I like the classic quotes! Among my favorites ...
“Adding manpower to a late software project makes it later.”

“How does a project get to be a year late?... One day at a time.”

“Nine women cannot deliver a baby in one month”

“Program maintenance is an entropy-increasing process, and even its most skillful execution only delays the subsidence of the system into unfixable obsolescence.”

“Plan to throw one away; you will, anyhow.”

“Conceptual integrity is the most important consideration in system design.”

“If a system is to have conceptual integrity, someone must control the concepts. This is an aristocracy that needs no apology.”

“The purpose of organization is to reduce the amount of communication and coordination necessary.”

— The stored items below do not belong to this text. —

//! Inspection command.

use tokio::runtime::Runtime;
use tokio_util::sync::CancellationToken;
use tracing::{debug, info};

use super::open_library;
use crate::config::Config;
use crate::error::Error;
use crate::inspector::{InspectMode, InspectOptions, InspectOutcome, Inspector};
use crate::model::LibraryEntry;
use crate::probe::FfprobeProber;

/// Inspect a title's folder and store the result
pub fn cmd_inspect(
    rt: &Runtime,
    config: &Config,
    title: &str,
    force: bool,
    full: bool,
    threshold: Option<usize>,
) -> anyhow::Result<()> {
    let library = open_library(config)?;
    let root = library.root_of(title)?;
    let previous = library.store.load_optional(title)?;

    let mode = match (&previous, full) {
        (None, _) => InspectMode::Initial,
        (Some(_), false) => InspectMode::Incremental,
        (Some(_), true) => InspectMode::Full,
    };
    let mut options = InspectOptions::from_config(&config.inspector)
        .mode(mode)
        .force(force);
    if let Some(threshold) = threshold {
        options.confirm_threshold = threshold;
    }
    // The registry title wins over whatever the stored entry carries
    let mut identity = previous.unwrap_or_else(|| LibraryEntry::new(title, &root));
    identity.title = title.to_string();

    let inspector = Inspector::from_config(config);

    let outcome = rt.block_on(async {
        let prober = FfprobeProber::new(&config.probe.ffprobe_path);
        match prober.version().await {
            Some(version) => debug!(target: "inspector::episodes", %version, "Using ffprobe"),
            None => eprintln!(
                "Warning: ffprobe not found at {}; videos will be skipped.\n  Install FFmpeg or pass --ffprobe <path>",
                config.probe.ffprobe_path.display()
            ),
        }

        let cancel = CancellationToken::new();
        let on_interrupt = cancel.clone();
        tokio::spawn(async move {
            if tokio::signal::ctrl_c().await.is_ok() {
                on_interrupt.cancel();
            }
        });

        println!("Inspecting {} ...", root.display());
        inspector.inspect(&root, &options, Some(&identity), &cancel).await
    });

    let report = match outcome {
        Ok(InspectOutcome::Complete(report)) => report,
        Ok(InspectOutcome::ConfirmationRequired {
            file_count,
            threshold,
        }) => {
            anyhow::bail!(
                "{} holds {file_count} files (more than {threshold}). \
                 Is this the right folder? Rerun with --force to inspect it anyway.",
                root.display()
            );
        }
        Err(Error::Scan { root, message }) => {
            anyhow::bail!(
                "Cannot inspect {}: {message}.\n  \
                 If the folder was moved or deleted, remove the title with: anime-inspector remove {title:?}",
                root.display()
            );
        }
        Err(Error::Cancelled) => {
            println!("Inspection cancelled; nothing was saved.");
            return Ok(());
        }
        Err(e) => return Err(e.into()),
    };

    library.store.save(&report.entry)?;
    info!(target: "library::store", title, "Stored inspection result");

    let entry = &report.entry;
    println!(
        "{}: {} episode(s) in {} section(s), {} track(s) in {} album(s)",
        entry.title,
        entry.episode_count(),
        entry.video_sections.len(),
        entry.track_count(),
        entry.albums.len()
    );
    if report.carried_overlays > 0 {
        println!("Kept episode data for {} episode(s)", report.carried_overlays);
    }
    if !report.diagnostics.is_empty() {
        println!("\n{} file(s) skipped:", report.diagnostics.len());
        for diagnostic in &report.diagnostics {
            println!("  {diagnostic}");
        }
    }
    Ok(())
}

“Build a performance simulator, outside in, top down. Start it very early. Listen when it speaks.”

“The programmer, like the poet, works only slightly removed from pure thought-stuff. He builds castles in the air, from air, creating by exertion of the imagination. Few media of creation are so flexible, so easy to polish and rework, so readily capable of realizing grand conceptual structures. Yet the program construct, unlike the poet's words, is real in the sense that it moves and works, producing visible outputs separate from the construct itself... One types the correct incantation on a keyboard, and a display screen comes to life, showing things that never were nor could be... It prints results, draws pictures, produces sounds, moves arms. The magic of myth and legend has come true in our time.”

“The computer resembles the magic of legend in this respect, too. If one character, one pause, of the incantation is not strictly in proper form, the magic doesn't work. Human beings are not accustomed to being perfect, and few areas of human activity demand it. Adjusting to the requirement for perfection is, I think, the most difficult part of learning to program.”


Eileen A. Brodie said...

I read Brooks' Mythical Man Month in the 1990's, and it struck me as one of the best discussions of the process of human endeavor, and what goes wrong when haste is applied to projects.

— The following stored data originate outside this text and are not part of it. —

//! Test utilities and fixtures for anime-inspector tests.
//!
//! This module provides canned implementations of the collaborator traits
//! (walker, prober, tag reader, cue reader) and factories for the records
//! they return, so inspection passes can be tested without media files.
//!
//! # Example
//!
//! ```ignore
//! use anime_inspector::test_utils::{MockProber, MockWalker};
//!
//! #[tokio::test]
//! async fn test_something() {
//!     let prober = MockProber::new().with_failure("/anime/ep02.mkv");
//!     // ... test logic
//! }
//! ```

use async_trait::async_trait;
use std::collections::{HashMap, HashSet};
use std::path::{Path, PathBuf};
use std::sync::Mutex;
use std::time::Duration;

use crate::cue::CueSheet;
use crate::cue::CueReader;
use crate::error::{Error, Result};
use crate::metadata::{AudioTagReader, AudioTags};
use crate::probe::{MediaProber, ProbeReport, StreamInfo, StreamKind};
use crate::scanner::DirectoryWalker;

/// Creates an audio stream description.
pub fn audio_stream(codec: &str, channels: u32, sample_rate_hz: u32) -> StreamInfo {
    StreamInfo {
        codec_name: Some(codec.to_string()),
        channels: Some(channels),
        sample_rate_hz: Some(sample_rate_hz),
        ..StreamInfo::new(StreamKind::Audio)
    }
}

/// Creates a subtitle stream description.
pub fn subtitle_stream(language: Option<&str>, title: Option<&str>) -> StreamInfo {
    StreamInfo {
        codec_name: Some("ass".to_string()),
        language_tag: language.map(str::to_string),
        title_tag: title.map(str::to_string),
        ..StreamInfo::new(StreamKind::Subtitle)
    }
}

/// Creates a probe report with one video stream and one FLAC stereo stream.
pub fn video_report(duration_seconds: f64, size_bytes: u64, width: u32, height: u32) -> ProbeReport {
    ProbeReport {
        duration_seconds,
        size_bytes,
        streams: vec![
            StreamInfo {
                codec_name: Some("hevc".to_string()),
                width: Some(width),
                height: Some(height),
                ..StreamInfo::new(StreamKind::Video)
            },
            audio_stream("flac", 2, 48_000),
        ],
    }
}

/// Creates a probe report for a companion audio file.
pub fn companion_report() -> ProbeReport {
    let mut commentary = audio_stream("aac", 2, 48_000);
    commentary.language_tag = Some("jpn".to_string());
    commentary.title_tag = Some("Commentary".to_string());
    ProbeReport {
        duration_seconds: 1420.0,
        size_bytes: 30_000_000,
        streams: vec![commentary],
    }
}

/// Creates tags with the given album, title and duration.
pub fn tags(album: Option<&str>, title: Option<&str>, duration_seconds: f64) -> AudioTags {
    AudioTags {
        title: title.map(str::to_string),
        album: album.map(str::to_string),
        duration_seconds,
        ..Default::default()
    }
}

/// Walker returning a fixed listing.
pub struct MockWalker {
    files: Vec<PathBuf>,
    fail: bool,
}

impl MockWalker {
    pub fn new(files: Vec<PathBuf>) -> Self {
        Self { files, fail: false }
    }

    /// A walker that cannot list any root.
    pub fn failing() -> Self {
        Self {
            files: Vec::new(),
            fail: true,
        }
    }
}

#[async_trait]
impl DirectoryWalker for MockWalker {
    async fn list_all(&self, root: &Path) -> Result<Vec<PathBuf>> {
        if self.fail {
            return Err(Error::scan(root, "permission denied"));
        }
        Ok(self.files.clone())
    }
}

/// Prober with per-path reports, failures and delays.
///
/// Paths without a configured report get [`video_report`] (or
/// [`companion_report`] for `.mka` files).
#[derive(Default)]
pub struct MockProber {
    reports: HashMap<PathBuf, ProbeReport>,
    failures: HashSet<PathBuf>,
    delays: HashMap<PathBuf, Duration>,
    completed: Mutex<Vec<PathBuf>>,
}

impl MockProber {
    pub fn new() -> Self {
        Self::default()
    }

    pub fn with_report(mut self, path: impl Into<PathBuf>, report: ProbeReport) -> Self {
        self.reports.insert(path.into(), report);
        self
    }

    pub fn with_failure(mut self, path: impl Into<PathBuf>) -> Self {
        self.failures.insert(path.into());
        self
    }

    /// Hold the probe of `path` back for `delay`.
    pub fn with_delay(mut self, path: impl Into<PathBuf>, delay: Duration) -> Self {
        self.delays.insert(path.into(), delay);
        self
    }

    /// Paths in the order their probes finished.
    pub fn completion_order(&self) -> Vec<PathBuf> {
        self.completed.lock().unwrap().clone()
    }

    pub fn call_count(&self) -> usize {
        self.completed.lock().unwrap().len()
    }
}

#[async_trait]
impl MediaProber for MockProber {
    async fn probe(&self, path: &Path) -> Result<ProbeReport> {
        if let Some(delay) = self.delays.get(path) {
            tokio::time::sleep(*delay).await;
        }
        self.completed.lock().unwrap().push(path.to_path_buf());

        if self.failures.contains(path) {
            return Err(Error::probe(path, "Invalid data found when processing input"));
        }
        if let Some(report) = self.reports.get(path) {
            return Ok(report.clone());
        }
        let is_companion = path
            .extension()
            .is_some_and(|e| e.eq_ignore_ascii_case("mka"));
        Ok(if is_companion {
            companion_report()
        } else {
            video_report(1420.0, 350_000_000, 1920, 1080)
        })
    }
}

/// Tag reader with per-path tags; unknown paths fail.
#[derive(Default)]
pub struct MockTagReader {
    tags: HashMap<PathBuf, AudioTags>,
    failures: HashSet<PathBuf>,
    delays: HashMap<PathBuf, Duration>,
}

impl MockTagReader {
    pub fn new() -> Self {
        Self::default()
    }

    pub fn with_tags(mut self, path: impl Into<PathBuf>, tags: AudioTags) -> Self {
        self.tags.insert(path.into(), tags);
        self
    }

    pub fn with_failure(mut self, path: impl Into<PathBuf>) -> Self {
        self.failures.insert(path.into());
        self
    }

    /// Hold the read of `path` back for `delay`.
    pub fn with_delay(mut self, path: impl Into<PathBuf>, delay: Duration) -> Self {
        self.delays.insert(path.into(), delay);
        self
    }
}

#[async_trait]
impl AudioTagReader for MockTagReader {
    async fn read_tags(&self, path: &Path) -> Result<AudioTags> {
        if let Some(delay) = self.delays.get(path) {
            tokio::time::sleep(*delay).await;
        }
        if self.failures.contains(path) {
            return Err(Error::tag_read(path, "unsupported format"));
        }
        self.tags
            .get(path)
            .cloned()
            .ok_or_else(|| Error::tag_read(path, "no tags configured"))
    }
}

/// Cue reader with per-path sheets; unknown paths fail.
#[derive(Default)]
pub struct MockCueReader {
    sheets: HashMap<PathBuf, CueSheet>,
    failures: HashSet<PathBuf>,
}

impl MockCueReader {
    pub fn new() -> Self {
        Self::default()
    }

    pub fn with_sheet(mut self, path: impl Into<PathBuf>, sheet: CueSheet) -> Self {
        self.sheets.insert(path.into(), sheet);
        self
    }

    pub fn with_failure(mut self, path: impl Into<PathBuf>) -> Self {
        self.failures.insert(path.into());
        self
    }
}

#[async_trait]
impl CueReader for MockCueReader {
    async fn read_sheet(&self, path: &Path) -> Result<CueSheet> {
        if self.failures.contains(path) {
            return Err(Error::cue(path, "line 3: bad INDEX 'xx'"));
        }
        self.sheets
            .get(path)
            .cloned()
            .ok_or_else(|| Error::cue(path, "No such file or directory"))
    }
}

#[cfg(test)]
mod tests {
    use super::*;

    #[tokio::test]
    async fn test_mock_prober_defaults() {
        let prober = MockProber::new();
        let video = prober.probe(Path::new("/a/ep01.mkv")).await.unwrap();
        assert_eq!(video.streams.len(), 2);
        let companion = prober.probe(Path::new("/a/ep01.mka")).await.unwrap();
        assert!(companion.streams.iter().all(|s| s.kind == StreamKind::Audio));
        assert_eq!(prober.call_count(), 2);
    }

    #[tokio::test]
    async fn test_mock_prober_failure() {
        let prober = MockProber::new().with_failure("/a/ep02.mkv");
        assert!(prober.probe(Path::new("/a/ep02.mkv")).await.is_err());
        assert!(prober.probe(Path::new("/a/ep01.mkv")).await.is_ok());
    }

    #[tokio::test]
    async fn test_mock_tag_reader_unknown_path_fails() {
        let reader = MockTagReader::new().with_tags("/a/01.flac", tags(Some("OST"), None, 60.0));
        assert_eq!(
            reader.read_tags(Path::new("/a/01.flac")).await.unwrap().album.as_deref(),
            Some("OST")
        );
        assert!(reader.read_tags(Path::new("/a/02.flac")).await.is_err());
    }

    #[tokio::test]
    async fn test_mock_walker() {
        let walker = MockWalker::new(vec![PathBuf::from("/a/ep01.mkv")]);
        assert_eq!(walker.list_all(Path::new("/a")).await.unwrap().len(), 1);
        assert!(MockWalker::failing().list_all(Path::new("/a")).await.is_err());
    }
}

The key elements of Brooks' observations on projects in process are applicable far outside of software engineering. Any group endeavor needs thresholds, boundaries, vision, flexibility, and persistance.

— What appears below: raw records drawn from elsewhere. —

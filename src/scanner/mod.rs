//! Directory walking for library roots.
//!
//! [`DirectoryWalker`] is the seam the inspector lists files through;
//! [`WalkdirWalker`] is the filesystem implementation. Tests substitute a
//! canned listing.

use async_trait::async_trait;
use std::path::{Path, PathBuf};
use tracing::{debug, warn};
use walkdir::WalkDir;

use crate::error::{Error, Result};

/// Lists every file below a root.
#[async_trait]
pub trait DirectoryWalker: Send + Sync {
    /// Return the absolute paths of all regular files under `root`, recursively.
    ///
    /// Fails with [`Error::Scan`] when the root itself cannot be listed.
    async fn list_all(&self, root: &Path) -> Result<Vec<PathBuf>>;
}

/// Recursive walker backed by `walkdir`.
///
/// Entries are yielded sorted by file name within each directory so that a
/// listing of an unchanged tree is stable across runs.
#[derive(Debug, Clone, Default)]
pub struct WalkdirWalker {
    /// Follow symbolic links while descending
    pub follow_links: bool,
}

impl WalkdirWalker {
    pub fn new() -> Self {
        Self::default()
    }
}

#[async_trait]
impl DirectoryWalker for WalkdirWalker {
    async fn list_all(&self, root: &Path) -> Result<Vec<PathBuf>> {
        let root = root.to_path_buf();
        let follow_links = self.follow_links;
        let task_root = root.clone();

        // walkdir is synchronous; keep it off the async workers
        tokio::task::spawn_blocking(move || walk(&task_root, follow_links))
            .await
            .map_err(|e| Error::scan(root, format!("walker task failed: {e}")))?
    }
}

fn walk(root: &Path, follow_links: bool) -> Result<Vec<PathBuf>> {
    if !root.exists() {
        return Err(Error::scan(root, "directory does not exist"));
    }
    if !root.is_dir() {
        return Err(Error::scan(root, "not a directory"));
    }

    let mut files = Vec::new();
    let walker = WalkDir::new(root)
        .follow_links(follow_links)
        .sort_by_file_name();

    for entry in walker {
        match entry {
            Ok(entry) if entry.file_type().is_file() => files.push(entry.into_path()),
            Ok(_) => {}
            Err(e) if e.depth() == 0 => {
                return Err(Error::scan(root, e.to_string()));
            }
            Err(e) => {
                warn!(target: "scanner::walk", error = %e, "Skipping unreadable entry");
            }
        }
    }

    debug!(target: "scanner::walk", root = %root.display(), files = files.len(), "Listed files");
    Ok(files)
}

Brroks' observations reinforced my own belief in the idea of a group agreeing to have some level of autocracy by the designer, and most importantly, the idea of outside handlers knowing not to abridge the basic product's ability to eventually exist in a usable form by meddling with the schedule in an unintelligent manner.

I'm not an engineer. I recommend this book enthusiastically.

Anonymous said...

The Prophet Brooks has been shown time and again to have been just that, a prophet. As my field is information security, I might add that his observations are as true as ever but a bit less actionable now that large web services do not (and never will) have overall organization in full charge, no aristocracy still knows (or ever will again) how it all works, and we are past the point at which starting over is possible (hence the entropy accumulation phase is both permanent and, one should think, slowly accelerating much the way planets gravitationally grow).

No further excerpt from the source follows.